October 27, 2008

James Dean Meets Frankenstein

This Rebel Without a Brain image was created by Jonathan Lapper (actually Greg Ferrara... see update below) — host of the extraordinary Cinema Styles blog — as part of his October Kill Fest series, a month-long celebration of horror films that is absolute required reading. Then again, Cinema Styles is required reading year-round, not just during Halloween season.

Cinema Styles careens through the ages of film, alighting here and there, isolating and observing a scene, a moment, reflecting on a genre, an actor, a filmmaker, taking notes, analyzing, considering and cogitating. Lapper is passionate and knowledgeable about movies, his observations are always fascinating, sometimes revelatory — and often funny, because they are honest and delightfully bang-on.

This month, just for eye candy Photoshop fun, Lapper turned a number of Hollywood stars into monsters. Alan Ladd is Bat Boy, there’s Marlon From The Black Lagoon, and Montgomery Clift makes a fine Wolfman. Turning the troubled James Dean into The Frankenstein Monster was inspired. In fact, Dean once played The Monster!



According to David J. Skal’s The Monster Show: A Cultural History of Horror, Dean appeared as The Monster in a high-school comedy revue called Goon With The Wind. The surviving photograph shows the young actor not as a hulking menace, or goofing off in makeup, but in character, channeling the sensitive, bewildered Monster as played by Karloff.

Dean certainly shows a familiarity, perhaps a love, for the classic movie Monster.
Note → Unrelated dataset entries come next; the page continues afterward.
use super::*;
use block_store::{DirectoryFactory, MemDirectoryFactory};
use seg_coord::{CoordNamespace, MemCoordService};
use segdir_lib::{
    read_file, write_file, BlockSize, DeletionPolicy, FileSetCommit, IndexCommit,
    IndexCommitRef, SegDirectory, SegError,
};
use std::path::Path;
use std::sync::Arc;
use tempfile::TempDir;

fn test_config(local_roots: &[&Path]) -> SegStoreConfig {
    SegStoreConfig {
        local_paths: local_roots.iter().map(|p| p.to_path_buf()).collect(),
        block_size: BlockSize::Size1K,
        copy_buffer_size: 700,
        ..Default::default()
    }
}

struct Cluster {
    service: Arc<MemCoordService>,
    remote: Arc<MemDirectoryFactory>,
}

impl Cluster {
    fn new() -> Self {
        Self {
            service: MemCoordService::new(),
            remote: Arc::new(MemDirectoryFactory::new(BlockSize::Size1K)),
        }
    }

    // each manager stands in for one process on its own host
    fn manager(&self, local_root: &Path) -> SegStoreMgr {
        let ns: Arc<dyn CoordNamespace> = Arc::new(self.service.connect().unwrap());
        SegStoreMgr::new(test_config(&[local_root]), ns, self.remote.clone())
    }
}

#[tokio::test]
async fn test_cluster_and_directory_registration() {
    let tmp = TempDir::new().unwrap();
    let cluster = Cluster::new();
    let mgr = cluster.manager(tmp.path());

    assert!(mgr.list_clusters().await.unwrap().is_empty());
    mgr.create_cluster("c1").await.unwrap();
    mgr.create_cluster("c1").await.unwrap();
    mgr.create_directory("c1", "d1").await.unwrap();
    mgr.create_directory("c1", "d2").await.unwrap();
    mgr.create_directory("c2", "d1").await.unwrap();

    assert_eq!(
        mgr.list_clusters().await.unwrap(),
        vec!["c1".to_string(), "c2".to_string()]
    );
    assert_eq!(
        mgr.list_directories("c1").await.unwrap(),
        vec!["d1".to_string(), "d2".to_string()]
    );
    let err = mgr.list_directories("missing").await.unwrap_err();
    assert!(err.is_not_found());
    assert!(err.to_string().contains("missing"));

    assert!(matches!(
        mgr.create_cluster("a/b").await,
        Err(SegError::InvalidParam(_))
    ));
    assert!(matches!(
        mgr.create_directory("c1", "..").await,
        Err(SegError::InvalidParam(_))
    ));
}

#[tokio::test]
async fn test_open_requires_registration_and_caches() {
    let tmp = TempDir::new().unwrap();
    let cluster = Cluster::new();
    let mgr = cluster.manager(tmp.path());

    let err = mgr.open("c1", "d1").await.err().unwrap();
    assert!(err.is_not_found());
    assert!(err.to_string().contains("c1"));
    assert!(err.to_string().contains("d1"));
    assert!(matches!(
        mgr.deletion_policy("c1", "d1").await.err().unwrap(),
        SegError::InvalidState(_)
    ));

    mgr.create_directory("c1", "d1").await.unwrap();
    let first = mgr.open("c1", "d1").await.unwrap();
    let second = mgr.open("c1", "d1").await.unwrap();
    assert!(Arc::ptr_eq(&first, &second));
    assert_eq!(first.ref_path(), "/segdir/c1/d1/refs");
    assert_eq!(first.lock_path(), "/segdir/c1/d1/locks");
    assert!(tmp.path().join("c1").join("d1").is_dir());
    assert_eq!(
        mgr.list_local_directories("c1").await.unwrap(),
        vec!["d1".to_string()]
    );
    assert!(mgr.deletion_policy("c1", "d1").await.is_ok());
}

#[tokio::test]
async fn test_commit_replicates_and_second_host_bootstraps() {
    let host_a = TempDir::new().unwrap();
    let host_b = TempDir::new().unwrap();
    let cluster = Cluster::new();
    let writer = cluster.manager(host_a.path());
    writer.create_directory("c1", "d1").await.unwrap();

    let dir = writer.open("c1", "d1").await.unwrap();
    let policy = writer.deletion_policy("c1", "d1").await.unwrap();
    let segment: Vec<u8> = (0..5000u32).map(|i| (i % 199) as u8).collect();
    write_file(&*dir, "_0.cfs", &segment).await.unwrap();
    write_file(&*dir, "segments_1", b"gen 1").await.unwrap();
    write_file(&*dir, "segments.gen", b"1").await.unwrap();

    let gen1 = FileSetCommit::new_ref(1, ["_0.cfs", "segments_1", "segments.gen"]);
    policy.on_init(&[gen1.clone() as IndexCommitRef]).await.unwrap();

    let remote = cluster.remote.open_directory("c1", "d1").await.unwrap();
    assert_eq!(read_file(remote.as_ref(), "_0.cfs").await.unwrap(), segment);

    let reader = cluster.manager(host_b.path());
    let replica = reader.open("c1", "d1").await.unwrap();
    assert_eq!(read_file(&*replica, "_0.cfs").await.unwrap(), segment);
    assert_eq!(
        read_file(&*replica, "segments_1").await.unwrap(),
        b"gen 1".to_vec()
    );
    // regenerated by the producer, never pulled
    assert!(!host_b.path().join("c1/d1/segments.gen").exists());
}

#[tokio::test]
async fn test_open_reader_on_other_host_keeps_generation() {
    let host_a = TempDir::new().unwrap();
    let host_b = TempDir::new().unwrap();
    let cluster = Cluster::new();
    let writer = cluster.manager(host_a.path());
    writer.create_directory("c1", "d1").await.unwrap();
    let dir = writer.open("c1", "d1").await.unwrap();
    let policy = writer.deletion_policy("c1", "d1").await.unwrap();

    write_file(&*dir, "a", b"aaaa").await.unwrap();
    write_file(&*dir, "b", b"bbbb").await.unwrap();
    let gen1 = FileSetCommit::new_ref(1, ["a", "b"]);
    policy.on_commit(&[gen1.clone() as IndexCommitRef]).await.unwrap();

    let reader_mgr = cluster.manager(host_b.path());
    let replica = reader_mgr.open("c1", "d1").await.unwrap();
    let mut handle = replica.open_input("a").await.unwrap();

    write_file(&*dir, "c", b"cccc").await.unwrap();
    let gen2 = FileSetCommit::new_ref(2, ["b", "c"]);
    let commits: Vec<IndexCommitRef> = vec![gen1.clone(), gen2.clone()];
    policy.on_commit(&commits).await.unwrap();
    assert!(!gen1.is_deleted());
    let remote = cluster.remote.open_directory("c1", "d1").await.unwrap();
    assert!(remote.file_exists("a").await.unwrap());

    handle.close().await.unwrap();
    policy.on_commit(&commits).await.unwrap();
    assert!(gen1.is_deleted());
    assert!(!remote.file_exists("a").await.unwrap());
    assert_eq!(
        remote.list_all().await.unwrap(),
        vec!["b".to_string(), "c".to_string()]
    );

    // nothing changed since, so the next pass transfers nothing
    let report = policy.sync_to_remote(&commits).await.unwrap();
    assert_eq!(report.copied, 0);
    assert_eq!(report.skipped, 2);
}

#[tokio::test]
async fn test_lock_through_opened_directory() {
    let host_a = TempDir::new().unwrap();
    let host_b = TempDir::new().unwrap();
    let cluster = Cluster::new();
    let a = cluster.manager(host_a.path());
    let b = cluster.manager(host_b.path());
    a.create_directory("c1", "d1").await.unwrap();

    let lock_a = a.open("c1", "d1").await.unwrap().make_lock("write.lock");
    let lock_b = b.open("c1", "d1").await.unwrap().make_lock("write.lock");
    assert!(lock_a.acquire().await.unwrap());
    assert!(!lock_b.acquire().await.unwrap());
    a.close().await.unwrap();
    assert!(lock_b.acquire().await.unwrap());
}

#[tokio::test]
async fn test_remove_directory_and_cluster() {
    let tmp = TempDir::new().unwrap();
    let cluster = Cluster::new();
    let mgr = cluster.manager(tmp.path());
    mgr.create_directory("c1", "d1").await.unwrap();
    mgr.create_directory("c1", "d2").await.unwrap();

    let dir = mgr.open("c1", "d1").await.unwrap();
    write_file(&*dir, "a", b"a").await.unwrap();
    let policy = mgr.deletion_policy("c1", "d1").await.unwrap();
    policy
        .on_commit(&[FileSetCommit::new_ref(1, ["a"]) as IndexCommitRef])
        .await
        .unwrap();
    assert!(cluster.remote.store("c1", "d1").is_some());

    mgr.remove_directory("c1", "d1").await.unwrap();
    assert!(!tmp.path().join("c1").join("d1").exists());
    assert!(cluster.remote.store("c1", "d1").is_none());
    assert_eq!(
        mgr.list_directories("c1").await.unwrap(),
        vec!["d2".to_string()]
    );
    assert!(mgr.open("c1", "d1").await.err().unwrap().is_not_found());
    assert!(mgr
        .remove_directory("c1", "d1")
        .await
        .unwrap_err()
        .is_not_found());

    mgr.remove_cluster("c1").await.unwrap();
    assert!(mgr.list_clusters().await.unwrap().is_empty());
    assert!(mgr.remove_cluster("c1").await.unwrap_err().is_not_found());
}

#[tokio::test]
async fn test_existing_local_copy_is_reused() {
    let root1 = TempDir::new().unwrap();
    let root2 = TempDir::new().unwrap();
    std::fs::create_dir_all(root2.path().join("c1").join("d1")).unwrap();
    std::fs::write(root2.path().join("c1").join("d1").join("kept"), b"kept").unwrap();

    let service = MemCoordService::new();
    let ns: Arc<dyn CoordNamespace> = Arc::new(service.connect().unwrap());
    let mgr = SegStoreMgr::new(
        test_config(&[root1.path(), root2.path()]),
        ns,
        Arc::new(MemDirectoryFactory::new(BlockSize::Size1K)),
    );
    mgr.create_directory("c1", "d1").await.unwrap();
    let dir = mgr.open("c1", "d1").await.unwrap();
    assert_eq!(read_file(&*dir, "kept").await.unwrap(), b"kept".to_vec());
    assert!(!root1.path().join("c1").join("d1").exists());
}

#[tokio::test]
async fn test_no_writable_local_root() {
    let tmp = TempDir::new().unwrap();
    let not_a_dir = tmp.path().join("plain_file");
    std::fs::write(&not_a_dir, b"x").unwrap();

    let cluster = Cluster::new();
    let mgr = cluster.manager(&not_a_dir);
    mgr.create_directory("c1", "d1").await.unwrap();
    assert!(mgr.open("c1", "d1").await.err().unwrap().is_unavailable());
}

#[tokio::test]
async fn test_from_config_with_sqlite_backends() {
    let tmp = TempDir::new().unwrap();
    let host_a = tmp.path().join("host_a");
    let mut config = test_config(&[host_a.as_path()]);
    config.remote = RemoteStoreConfig::Sqlite {
        db_path: tmp.path().join("remote").join("blocks.db"),
    };
    config.coord = CoordConfig::Sqlite {
        db_path: tmp.path().join("coord").join("coord.db"),
    };

    let writer = SegStoreMgr::from_config(config.clone()).await.unwrap();
    writer.create_directory("c1", "d1").await.unwrap();
    let dir = writer.open("c1", "d1").await.unwrap();
    write_file(&*dir, "_0.cfs", &[5u8; 2500]).await.unwrap();
    writer
        .deletion_policy("c1", "d1")
        .await
        .unwrap()
        .on_commit(&[FileSetCommit::new_ref(1, ["_0.cfs"]) as IndexCommitRef])
        .await
        .unwrap();

    let mut reader_config = config.clone();
    reader_config.local_paths = vec![tmp.path().join("host_b")];
    let reader = SegStoreMgr::from_config(reader_config).await.unwrap();
    assert_eq!(reader.list_clusters().await.unwrap(), vec!["c1".to_string()]);
    let replica = reader.open("c1", "d1").await.unwrap();
    assert_eq!(replica.file_length("_0.cfs").await.unwrap(), 2500);

    reader.close().await.unwrap();
    writer.close().await.unwrap();
}

#[tokio::test]
async fn test_open_replicated_pushes_and_pulls_single_files() {
    let host_a = TempDir::new().unwrap();
    let host_b = TempDir::new().unwrap();
    let cluster = Cluster::new();
    let writer = cluster.manager(host_a.path());
    let reader = cluster.manager(host_b.path());
    writer.create_directory("c1", "d1").await.unwrap();

    let rw = writer.open_replicated("c1", "d1", true).await.unwrap();
    assert!(rw.is_writing());
    write_file(&rw, "blob", b"payload").await.unwrap();
    rw.sync("blob").await.unwrap();

    let ro = reader.open_replicated("c1", "d1", false).await.unwrap();
    assert_eq!(ro.list_all().await.unwrap(), vec!["blob".to_string()]);
    assert!(ro.file_exists("blob").await.unwrap());
    assert_eq!(read_file(&ro, "blob").await.unwrap(), b"payload".to_vec());
    assert!(host_b.path().join("c1/d1/blob").exists());
}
And speaking of love, Jonathan Lapper edited together a short, two minute montage of scenes from Dracula, Frankenstein, The Mummy and The Bride of Frankenstein, set to music, as a heartfelt tribute to the classic monsters. It’s called The Beautiful Monsters. Go look, it’s a real Halloween treat.

Update: Some time after this was posted, Greg Ferrara dropped his “Jonathan Lapper” pseudonym for what we presume to be his true identity.

9 comments:

Duc de Richleau Lapper said...

Pierre, I'm honored to be featured here. Thank you so much for all the kind words.

As for the picture, when I was surfing through Doctor Macro in September trying to decide which actors to use for my photoshops, and then decide what setups to use for the actors, Dean was one of the first ones (along with Gable and Leigh as zombies) that I knew exactly what I wanted to do with from the beginning. Since the monster is the classic 'misunderstood' character of literature, long before Dean's Rebel Without a Cause, it was an easy choice to marry the two images.

Max the drunken severed head said...

Just to give credit where it is due:

Although David J. Skal did write about Dean's appearance as the Monster, he was using Don Glut's THE FRANKENSTEIN LEGEND as his source.

Glut was, I believe, the first to report about Dean playing the Monster.

Max

Pierre Fournier said...

Jonathan: I could go on and on about Cinema Styles. It’s a brilliant blog.

Max: Thank you for the info. I got mine, along with the Dean photograph, from Skal’s book. Don Glut, of course, is the living library of Frankenstein facts.

UniversalHorror said...

What is the link to where he has these photoshopped images? I couldn't find them, and there's no search function on his blog. Would love to see the other photos he did up.

Pierre Fournier said...

Here's the link to Cinema Style's October 2009 archive: http://cinemastyles.blogspot.com/2008_10_01_archive.html

Just scroll around and you'll see all the photoshopped images, and a lot of other goodies, too.

UniversalHorror said...

Thanks!

UniversalHorror said...

Those were absolutely brilliant...and hilarious!

VJESCI said...

.frankendean painting:

http://www.flickr.com/photos/38906760@N00/24386728/in/set-72157622756404034/

Anonymous said...

That photo of James Dean as Frankenstein was taken by the Fairmount High School art teacher. He was showing the art class how to make a crude camera, so the camera was homemade. He wrote and directed the variety show the picture is from, called Goon with the Wind. He directed this show and one called You Can't Take it With You, among others. He wasn't the drama teacher but was the class sponsor, so part of his duties were to direct the class play. He donated some materials to the James Dean Museum, but the museum closed and the archive was auctioned.